---------- Supplied entries ----------

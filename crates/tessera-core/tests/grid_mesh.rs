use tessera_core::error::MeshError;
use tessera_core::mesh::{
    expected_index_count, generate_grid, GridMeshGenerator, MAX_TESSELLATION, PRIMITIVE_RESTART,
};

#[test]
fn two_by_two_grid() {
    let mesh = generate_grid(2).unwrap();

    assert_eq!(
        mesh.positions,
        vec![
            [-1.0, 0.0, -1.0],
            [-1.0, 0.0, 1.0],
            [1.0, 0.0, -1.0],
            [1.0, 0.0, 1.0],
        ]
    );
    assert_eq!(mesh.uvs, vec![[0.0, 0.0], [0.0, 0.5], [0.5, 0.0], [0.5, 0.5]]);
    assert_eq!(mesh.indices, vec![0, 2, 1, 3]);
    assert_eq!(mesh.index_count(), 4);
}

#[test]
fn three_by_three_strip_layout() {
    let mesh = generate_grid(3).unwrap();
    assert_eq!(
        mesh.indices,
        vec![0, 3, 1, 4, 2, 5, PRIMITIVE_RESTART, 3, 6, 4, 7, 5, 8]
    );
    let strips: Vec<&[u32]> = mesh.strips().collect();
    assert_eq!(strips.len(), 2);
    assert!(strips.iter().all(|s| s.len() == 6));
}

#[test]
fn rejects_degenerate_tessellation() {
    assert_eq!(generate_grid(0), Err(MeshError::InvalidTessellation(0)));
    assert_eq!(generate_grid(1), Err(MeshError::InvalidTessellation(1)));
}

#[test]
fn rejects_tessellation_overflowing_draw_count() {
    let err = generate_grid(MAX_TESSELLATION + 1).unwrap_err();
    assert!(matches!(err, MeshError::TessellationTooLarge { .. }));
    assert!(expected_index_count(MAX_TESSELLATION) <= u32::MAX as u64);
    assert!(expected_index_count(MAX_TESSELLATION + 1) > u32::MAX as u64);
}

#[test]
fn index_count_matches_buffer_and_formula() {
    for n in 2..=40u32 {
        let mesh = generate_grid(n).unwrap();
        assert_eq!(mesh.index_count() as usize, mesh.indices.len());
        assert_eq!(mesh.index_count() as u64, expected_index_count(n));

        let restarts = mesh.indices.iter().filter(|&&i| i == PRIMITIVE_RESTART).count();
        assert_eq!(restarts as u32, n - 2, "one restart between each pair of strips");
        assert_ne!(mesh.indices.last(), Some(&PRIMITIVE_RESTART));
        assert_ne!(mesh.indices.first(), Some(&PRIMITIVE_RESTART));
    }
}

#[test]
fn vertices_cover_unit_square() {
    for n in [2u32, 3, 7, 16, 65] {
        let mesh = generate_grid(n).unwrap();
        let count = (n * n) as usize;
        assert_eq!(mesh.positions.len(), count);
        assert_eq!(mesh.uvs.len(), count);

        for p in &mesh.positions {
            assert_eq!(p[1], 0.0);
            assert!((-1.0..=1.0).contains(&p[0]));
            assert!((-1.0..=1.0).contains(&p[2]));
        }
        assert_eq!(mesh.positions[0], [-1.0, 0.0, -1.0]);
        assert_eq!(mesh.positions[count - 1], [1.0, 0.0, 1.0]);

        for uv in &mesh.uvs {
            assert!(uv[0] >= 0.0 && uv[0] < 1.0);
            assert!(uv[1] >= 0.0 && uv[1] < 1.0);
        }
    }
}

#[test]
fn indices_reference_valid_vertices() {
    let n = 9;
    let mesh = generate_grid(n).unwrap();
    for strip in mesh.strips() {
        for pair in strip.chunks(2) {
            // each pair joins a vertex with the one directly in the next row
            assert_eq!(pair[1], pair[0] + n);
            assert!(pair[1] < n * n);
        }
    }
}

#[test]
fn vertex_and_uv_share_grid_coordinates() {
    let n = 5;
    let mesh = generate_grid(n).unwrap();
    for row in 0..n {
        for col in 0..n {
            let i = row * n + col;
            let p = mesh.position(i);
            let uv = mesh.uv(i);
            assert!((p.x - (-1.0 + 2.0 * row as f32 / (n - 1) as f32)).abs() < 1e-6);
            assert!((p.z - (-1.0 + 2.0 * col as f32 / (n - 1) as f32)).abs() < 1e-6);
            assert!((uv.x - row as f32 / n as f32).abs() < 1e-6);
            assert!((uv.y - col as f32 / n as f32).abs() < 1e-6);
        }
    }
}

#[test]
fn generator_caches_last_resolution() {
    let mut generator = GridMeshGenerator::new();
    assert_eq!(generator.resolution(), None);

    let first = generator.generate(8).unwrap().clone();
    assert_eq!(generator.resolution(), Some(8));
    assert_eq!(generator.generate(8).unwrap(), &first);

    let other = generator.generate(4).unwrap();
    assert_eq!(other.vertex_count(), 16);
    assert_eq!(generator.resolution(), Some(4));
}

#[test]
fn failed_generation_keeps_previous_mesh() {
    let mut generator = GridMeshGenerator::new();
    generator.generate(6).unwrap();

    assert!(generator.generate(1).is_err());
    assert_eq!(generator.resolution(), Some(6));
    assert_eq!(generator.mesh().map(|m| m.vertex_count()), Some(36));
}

----------

Each entry must be printed again exactly as given.

• [Exercise solution]:
filename crates/tessera-core/tests/grid_mesh.rs
use tessera_core::error::MeshError;
use tessera_core::mesh::{
    expected_index_count, generate_grid, GridMeshGenerator, MAX_TESSELLATION, PRIMITIVE_RESTART,
};

#[test]
fn two_by_two_grid() {
    let mesh = generate_grid(2).unwrap();

    assert_eq!(
        mesh.positions,
        vec![
            [-1.0, 0.0, -1.0],
            [-1.0, 0.0, 1.0],
            [1.0, 0.0, -1.0],
            [1.0, 0.0, 1.0],
        ]
    );
    assert_eq!(mesh.uvs, vec![[0.0, 0.0], [0.0, 0.5], [0.5, 0.0], [0.5, 0.5]]);
    assert_eq!(mesh.indices, vec![0, 2, 1, 3]);
    assert_eq!(mesh.index_count(), 4);
}

#[test]
fn three_by_three_strip_layout() {
    let mesh = generate_grid(3).unwrap();
    assert_eq!(
        mesh.indices,
        vec![0, 3, 1, 4, 2, 5, PRIMITIVE_RESTART, 3, 6, 4, 7, 5, 8]
    );
    let strips: Vec<&[u32]> = mesh.strips().collect();
    assert_eq!(strips.len(), 2);
    assert!(strips.iter().all(|s| s.len() == 6));
}

#[test]
fn rejects_degenerate_tessellation() {
    assert_eq!(generate_grid(0), Err(MeshError::InvalidTessellation(0)));
    assert_eq!(generate_grid(1), Err(MeshError::InvalidTessellation(1)));
}

#[test]
fn rejects_tessellation_overflowing_draw_count() {
    let err = generate_grid(MAX_TESSELLATION + 1).unwrap_err();
    assert!(matches!(err, MeshError::TessellationTooLarge { .. }));
    assert!(expected_index_count(MAX_TESSELLATION) <= u32::MAX as u64);
    assert!(expected_index_count(MAX_TESSELLATION + 1) > u32::MAX as u64);
}

#[test]
fn index_count_matches_buffer_and_formula() {
    for n in 2..=40u32 {
        let mesh = generate_grid(n).unwrap();
        assert_eq!(mesh.index_count() as usize, mesh.indices.len());
        assert_eq!(mesh.index_count() as u64, expected_index_count(n));

        let restarts = mesh.indices.iter().filter(|&&i| i == PRIMITIVE_RESTART).count();
        assert_eq!(restarts as u32, n - 2, "one restart between each pair of strips");
        assert_ne!(mesh.indices.last(), Some(&PRIMITIVE_RESTART));
        assert_ne!(mesh.indices.first(), Some(&PRIMITIVE_RESTART));
    }
}

#[test]
fn vertices_cover_unit_square() {
    for n in [2u32, 3, 7, 16, 65] {
        let mesh = generate_grid(n).unwrap();
        let count = (n * n) as usize;
        assert_eq!(mesh.positions.len(), count);
        assert_eq!(mesh.uvs.len(), count);

        for p in &mesh.positions {
            assert_eq!(p[1], 0.0);
            assert!((-1.0..=1.0).contains(&p[0]));
            assert!((-1.0..=1.0).contains(&p[2]));
        }
        assert_eq!(mesh.positions[0], [-1.0, 0.0, -1.0]);
        assert_eq!(mesh.positions[count - 1], [1.0, 0.0, 1.0]);

        for uv in &mesh.uvs {
            assert!(uv[0] >= 0.0 && uv[0] < 1.0);
            assert!(uv[1] >= 0.0 && uv[1] < 1.0);
        }
    }
}

#[test]
fn indices_reference_valid_vertices() {
    let n = 9;
    let mesh = generate_grid(n).unwrap();
    for strip in mesh.strips() {
        for pair in strip.chunks(2) {
            // each pair joins a vertex with the one directly in the next row
            assert_eq!(pair[1], pair[0] + n);
            assert!(pair[1] < n * n);
        }
    }
}

#[test]
fn vertex_and_uv_share_grid_coordinates() {
    let n = 5;
    let mesh = generate_grid(n).unwrap();
    for row in 0..n {
        for col in 0..n {
            let i = row * n + col;
            let p = mesh.position(i);
            let uv = mesh.uv(i);
            assert!((p.x - (-1.0 + 2.0 * row as f32 / (n - 1) as f32)).abs() < 1e-6);
            assert!((p.z - (-1.0 + 2.0 * col as f32 / (n - 1) as f32)).abs() < 1e-6);
            assert!((uv.x - row as f32 / n as f32).abs() < 1e-6);
            assert!((uv.y - col as f32 / n as f32).abs() < 1e-6);
        }
    }
}

#[test]
fn generator_caches_last_resolution() {
    let mut generator = GridMeshGenerator::new();
    assert_eq!(generator.resolution(), None);

    let first = generator.generate(8).unwrap().clone();
    assert_eq!(generator.resolution(), Some(8));
    assert_eq!(generator.generate(8).unwrap(), &first);

    let other = generator.generate(4).unwrap();
    assert_eq!(other.vertex_count(), 16);
    assert_eq!(generator.resolution(), Some(4));
}

#[test]
fn failed_generation_keeps_previous_mesh() {
    let mut generator = GridMeshGenerator::new();
    generator.generate(6).unwrap();

    assert!(generator.generate(1).is_err());
    assert_eq!(generator.resolution(), Some(6));
    assert_eq!(generator.mesh().map(|m| m.vertex_count()), Some(36));
}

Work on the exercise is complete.